In the instant case, the trial court found that leave to amend would be futile because the
undisputed facts simply did not support plaintiff’s theory of premises liability. We shall therefore assume
that plaintiff’s complaint adequately states a premises liability claim and review this case under the
standards of MCR 2.116(C)(10) to determine whether there existed a jury submissible question
regarding plaintiff’s premises liability theory.
A motion for summary disposition based on MCR 2.116(C)(10) tests the factual support of a
plaintiff’s claim. State Farm Fire and Casualty Co v Fisher, 192 Mich App 371, 374; 481 NW2d
743 (1991). A court must consider the pleadings, affidavits, depositions, admissions and other available
documentary evidence. Id. The party opposing the summary disposition motion has the burden of
showing that a genuine issue of material fact exists. Skinner v Square D Co, 445 Mich 153, 160; 516
NW2d 475 (1994). The grant or denial of a motion for summary disposition is reviewed de novo.

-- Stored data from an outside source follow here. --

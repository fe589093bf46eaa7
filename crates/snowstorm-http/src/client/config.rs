use anyhow::bail;
use clap::Parser;
use snowstorm::{DEFAULT_BUFFER_SIZE, DEFAULT_WORKERS, MAX_BUFFER_SIZE, MAX_WORKERS};

/// Runtime configuration for the `snowstorm-client` binary.
#[derive(Parser, Debug, Clone)]
#[command(
    name = "snowstorm-client",
    version,
    about = "Pulls IDs from snowstorm servers through a prefetching pool"
)]
pub struct CliArgs {
    /// Comma separated server URLs, each including the layout path, e.g.
    /// `http://10.0.0.1:7006/10/12`.
    ///
    /// Environment variable: `HOSTS`
    #[arg(long, env = "HOSTS", value_delimiter = ',', required = true)]
    pub hosts: Vec<String>,

    /// Number of IDs to print before exiting.
    ///
    /// Environment variable: `COUNT`
    #[arg(short = 'n', long, env = "COUNT", default_value_t = 10)]
    pub count: usize,

    /// Fetch loops in FIFO mode; fetch loops per host in monotonic mode.
    ///
    /// Environment variable: `WORKERS`
    #[arg(long, env = "WORKERS", default_value_t = DEFAULT_WORKERS)]
    pub workers: usize,

    /// Number of IDs buffered locally.
    ///
    /// Environment variable: `BUFFER_SIZE`
    #[arg(long, env = "BUFFER_SIZE", default_value_t = DEFAULT_BUFFER_SIZE)]
    pub buffer_size: usize,

    /// Merge per-host buckets so the printed IDs never decrease.
    ///
    /// Environment variable: `MONOTONIC`
    #[arg(long, env = "MONOTONIC", default_value_t = false)]
    pub monotonic: bool,

    /// Print IDs in base36 instead of decimal.
    ///
    /// Environment variable: `BASE36`
    #[arg(long, env = "BASE36", default_value_t = false)]
    pub base36: bool,
}

#[derive(Debug, Clone)]
pub struct ClientConfig {
    pub hosts: Vec<String>,
    pub count: usize,
    pub workers: usize,
    pub buffer_size: usize,
    pub monotonic: bool,
    pub base36: bool,
}

impl TryFrom<CliArgs> for ClientConfig {
    type Error = anyhow::Error;

    fn try_from(args: CliArgs) -> Result<Self, Self::Error> {
        let hosts: Vec<String> = args
            .hosts
            .into_iter()
            .map(|host| host.trim().to_owned())
            .filter(|host| !host.is_empty())
            .collect();

        if hosts.is_empty() {
            bail!("HOSTS must name at least one server");
        }

        if !(1..=MAX_WORKERS).contains(&args.workers) {
            bail!(
                "WORKERS ({}) must be between 1 and {MAX_WORKERS}",
                args.workers
            );
        }

        if !(1..=MAX_BUFFER_SIZE).contains(&args.buffer_size) {
            bail!(
                "BUFFER_SIZE ({}) must be between 1 and {MAX_BUFFER_SIZE}",
                args.buffer_size
            );
        }

        Ok(Self {
            hosts,
            count: args.count,
            workers: args.workers,
            buffer_size: args.buffer_size,
            monotonic: args.monotonic,
            base36: args.base36,
        })
    }
}
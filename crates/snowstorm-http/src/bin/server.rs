use clap::Parser;
use snowstorm_http::{
    server::{
        self,
        config::{CliArgs, ServerConfig},
    },
    telemetry::init_telemetry,
};
use tokio::{net::TcpListener, signal};

// Using mimalloc for better performance under contention, especially in musl
// environments.
#[global_allocator]
static GLOBAL: mimalloc::MiMalloc = mimalloc::MiMalloc;

#[tokio::main]
async fn main() -> anyhow::Result<()> {
    // Load from .env
    let _ = dotenvy::dotenv();
    let args = CliArgs::parse();
    let config = ServerConfig::try_from(args)?;

    init_telemetry()?;

    let listener = TcpListener::bind(config.server_addr).await?;
    log_startup_info(&config);

    let app = server::router(config.server_id, config.max_ids_per_request);
    axum::serve(listener, app)
        .with_graceful_shutdown(shutdown_signal())
        .await?;

    tracing::info!("Service shut down successfully");
    Ok(())
}

fn log_startup_info(config: &ServerConfig) {
    if cfg!(debug_assertions) {
        tracing::info!(
            "Starting ID service on {} with full config: {:#?}",
            config.server_addr,
            config
        );
    } else {
        tracing::info!(
            "Starting ID service on {} as server {}",
            config.server_addr,
            config.server_id
        );
    }
}

async fn shutdown_signal() {
    #[cfg(unix)]
    let terminate = async {
        match signal::unix::signal(signal::unix::SignalKind::terminate()) {
            Ok(mut stream) => {
                stream.recv().await;
            }
            Err(e) => {
                tracing::error!("Failed to install SIGTERM handler: {e}");
                std::future::pending::<()>().await;
            }
        }
    };

    #[cfg(not(unix))]
    let terminate = std::future::pending::<()>();

    let ctrl_c = async {
        if let Err(e) = signal::ctrl_c().await {
            tracing::error!("Failed to install Ctrl+C handler: {e}");
            std::future::pending::<()>().await;
        }
    };

    tokio::select! {
        () = ctrl_c => tracing::info!("Received Ctrl+C signal"),
        () = terminate => tracing::info!("Received SIGTERM signal"),
    }

    tracing::info!("Shutdown signal received, terminating gracefully...");
}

Spiek v Dep’t of Transportation, 456 Mich 331, 337; 572 NW2d 201 (1998).
The general rule governing premises liability is that a person does not have a duty to aid or
protect another person endangered by a third person’s conduct. Mason v Royal Dequindre, Inc, 455
Mich 391, 397; 566 NW2d 199 (1997). However, an exception exists where there is a special
relationship between the plaintiff and the defendant. Id. at 397. While owners and occupiers of land
have a special relationship to their invitees, merchants do not have a duty to protect invitees from
unforeseeable criminal acts of third parties. Id. at 398. In order to impose a duty on a merchant to
protect his or her invitees from the criminal acts of others, the merchant’s invitee must be “readily
identifiable as [being] foreseeably endangered.” Murdock v Higgins, 454 Mich 46, 58; 559 NW2d
639 (1997). The Mason Court defined “readily” as “promptly; quickly; easily.” Mason, supra at 398.
In the instant case, we find that defendant owed no duty to protect plaintiff from the criminal
acts of the individual defendants because plaintiff was not readily identifiable as being foreseeably
endangered. Although she was not paid a wage by defendant, plaintiff functioned as a waitress in
defendant’s bar.1 As plaintiff prepared to leave the premises for the night, she walked past the individual
defendants who verbally assaulted plaintiff. And, as plaintiff walked toward the locker room area, one
of the individuals allegedly threw a bottle at plaintiff. The bottle missed plaintiff, but struck one of the
bouncers. The bouncer escorted plaintiff out of the bar. At that time, the individual defendants
remained in the bar. Shortly thereafter, the three individual defendants went outside and began what
plaintiff described as a semi-civil discussion about what had transpired earlier. The individual
defendants did not direct any verbal assaults toward plaintiff nor did they physically confront or
intimidate plaintiff in any way prior to the attack.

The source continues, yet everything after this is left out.